On Saturday, I decided to push her a little and instead of reaching under the couch I decided to sit on the side of the couch. I had to move the baby gate I had propped up against it to help her feel more closed in. She was none too happy about it and I got growled at for quite some time. I simply talked softly to her and told her that she was safe, and that she was pretty, and that she made beautiful babies. After some time, she stopped growling and laid down and I could hear her starting to purr again. Purring is difficult because it can be "I'm happy" or it could be "I'm freaked out and self-soothing" but I counted on it being the former because she decided to lay down and her kittens were nursing on her - which would have made it difficult for her to lunge at me.
and then this happened.
In case that was too fast for you to catch..

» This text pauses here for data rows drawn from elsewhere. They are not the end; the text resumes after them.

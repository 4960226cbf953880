//! Video frames in CPU memory.

use crate::error::{Result, VideoError};
use crate::format::VideoFormat;
use crate::info::VideoInfo;
use smallvec::SmallVec;

/// A video frame in CPU memory, all planes in one contiguous buffer.
#[derive(Debug, Clone, PartialEq, Eq)]
pub struct SystemFrame {
    info: VideoInfo,
    data: Vec<u8>,
    strides: SmallVec<[usize; 4]>,
    offsets: SmallVec<[usize; 4]>,
}

impl SystemFrame {
    /// Allocate a zeroed frame with the default layout for `info`.
    pub fn new(info: VideoInfo) -> Result<Self> {
        info.validate()?;
        let layout = info.layout();
        Ok(Self {
            info,
            data: vec![0u8; layout.size],
            strides: layout.strides,
            offsets: layout.offsets,
        })
    }

    /// Wrap existing bytes with explicit per-plane strides and offsets.
    pub fn from_parts(
        info: VideoInfo,
        data: Vec<u8>,
        strides: &[usize],
        offsets: &[usize],
    ) -> Result<Self> {
        info.validate()?;
        let n_planes = info.n_planes();
        if strides.len() < n_planes || offsets.len() < n_planes {
            return Err(VideoError::InvalidParameter(format!(
                "{} needs {} planes",
                info.format, n_planes
            )));
        }
        for plane in 0..n_planes {
            let rows = info.plane_height(plane) as usize;
            let row_bytes = info
                .format
                .plane(plane)
                .map(|p| p.row_bytes(info.width))
                .unwrap_or(0);
            if strides[plane] < row_bytes {
                return Err(VideoError::InvalidParameter(format!(
                    "stride {} of plane {} is smaller than a row ({} bytes)",
                    strides[plane], plane, row_bytes
                )));
            }
            let end = offsets[plane] + strides[plane] * (rows - 1) + row_bytes;
            if end > data.len() {
                return Err(VideoError::BufferTooSmall {
                    expected: end,
                    got: data.len(),
                });
            }
        }
        Ok(Self {
            info,
            data,
            strides: strides[..n_planes].iter().copied().collect(),
            offsets: offsets[..n_planes].iter().copied().collect(),
        })
    }

    #[inline]
    pub fn info(&self) -> &VideoInfo {
        &self.info
    }

    #[inline]
    pub fn format(&self) -> VideoFormat {
        self.info.format
    }

    #[inline]
    pub fn width(&self) -> u32 {
        self.info.width
    }

    #[inline]
    pub fn height(&self) -> u32 {
        self.info.height
    }

    #[inline]
    pub fn stride(&self, plane: usize) -> usize {
        self.strides[plane]
    }

    #[inline]
    pub fn offset(&self, plane: usize) -> usize {
        self.offsets[plane]
    }

    pub fn data(&self) -> &[u8] {
        &self.data
    }

    /// Total memory usage of this frame in bytes.
    pub fn memory_size(&self) -> usize {
        self.data.len()
    }

    fn plane_range(&self, plane: usize) -> Result<std::ops::Range<usize>> {
        if plane >= self.info.n_planes() {
            return Err(VideoError::PlaneOutOfRange {
                format: self.info.format.name(),
                plane,
            });
        }
        let start = self.offsets[plane];
        let len = self.strides[plane] * self.info.plane_height(plane) as usize;
        Ok(start..(start + len).min(self.data.len()))
    }

    /// Bytes of plane `plane`, including row padding.
    pub fn plane(&self, plane: usize) -> Result<&[u8]> {
        let range = self.plane_range(plane)?;
        Ok(&self.data[range])
    }

    /// Mutable bytes of plane `plane`, including row padding.
    pub fn plane_mut(&mut self, plane: usize) -> Result<&mut [u8]> {
        let range = self.plane_range(plane)?;
        Ok(&mut self.data[range])
    }

    /// Get a row of plane data, without padding.
    pub fn row(&self, plane: usize, y: u32) -> &[u8] {
        let row_bytes = self.row_bytes(plane);
        let start = self.offsets[plane] + y as usize * self.strides[plane];
        &self.data[start..start + row_bytes]
    }

    /// Get a mutable row of plane data, without padding.
    pub fn row_mut(&mut self, plane: usize, y: u32) -> &mut [u8] {
        let row_bytes = self.row_bytes(plane);
        let start = self.offsets[plane] + y as usize * self.strides[plane];
        &mut self.data[start..start + row_bytes]
    }

    /// Tightly packed row size of `plane`.
    pub fn row_bytes(&self, plane: usize) -> usize {
        self.info
            .format
            .plane(plane)
            .map(|p| p.row_bytes(self.info.width))
            .unwrap_or(0)
    }

    /// Fill every texel of a plane with the same bytes.
    pub fn fill_plane(&mut self, plane: usize, texel: &[u8]) -> Result<()> {
        let info = self.info.format.plane(plane).ok_or(VideoError::PlaneOutOfRange {
            format: self.info.format.name(),
            plane,
        })?;
        if texel.len() != info.texel_size as usize {
            return Err(VideoError::InvalidParameter(format!(
                "texel of plane {} is {} bytes, got {}",
                plane,
                info.texel_size,
                texel.len()
            )));
        }
        for y in 0..self.info.plane_height(plane) {
            for chunk in self.row_mut(plane, y).chunks_exact_mut(texel.len()) {
                chunk.copy_from_slice(texel);
            }
        }
        Ok(())
    }

    /// Create an RGBA color bars frame.
    pub fn test_pattern(width: u32, height: u32) -> Result<Self> {
        let mut frame = Self::new(VideoInfo::new(VideoFormat::Rgba, width, height))?;
        let colors: [[u8; 4]; 8] = [
            [255, 255, 255, 255], // White
            [255, 255, 0, 255],   // Yellow
            [0, 255, 255, 255],   // Cyan
            [0, 255, 0, 255],     // Green
            [255, 0, 255, 255],   // Magenta
            [255, 0, 0, 255],     // Red
            [0, 0, 255, 255],     // Blue
            [0, 0, 0, 255],       // Black
        ];
        for y in 0..height {
            let row = frame.row_mut(0, y);
            for x in 0..width {
                let i = (x * 4) as usize;
                let bar = (x * 8 / width) as usize;
                row[i..i + 4].copy_from_slice(&colors[bar]);
            }
        }
        Ok(frame)
    }
}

What occurred was blind trust on my part. I waited until I got what I thought was permission and then I went for it. I was beyond uncomfortable doing it because she was not in a good location. Where I was sitting was right on the door jam, so that was shoved into my back. I ended up turning my head away to try to reach in further, and while that worked, it felt very risky. I ended up moving the couch a bit and that freaked her out a bit but not enough to stop me when I reached in again.
Doing this has been hard on my body. It is very hard to reach halfway behind a couch while sitting on the ground when your head stays out from behind the couch.
I've tried it again several times, and sometimes it is okay, sometimes it isn't. *shrug* who knows. I make no judgements and no prognostications. Right now it is what it is and we will just take one day at a time.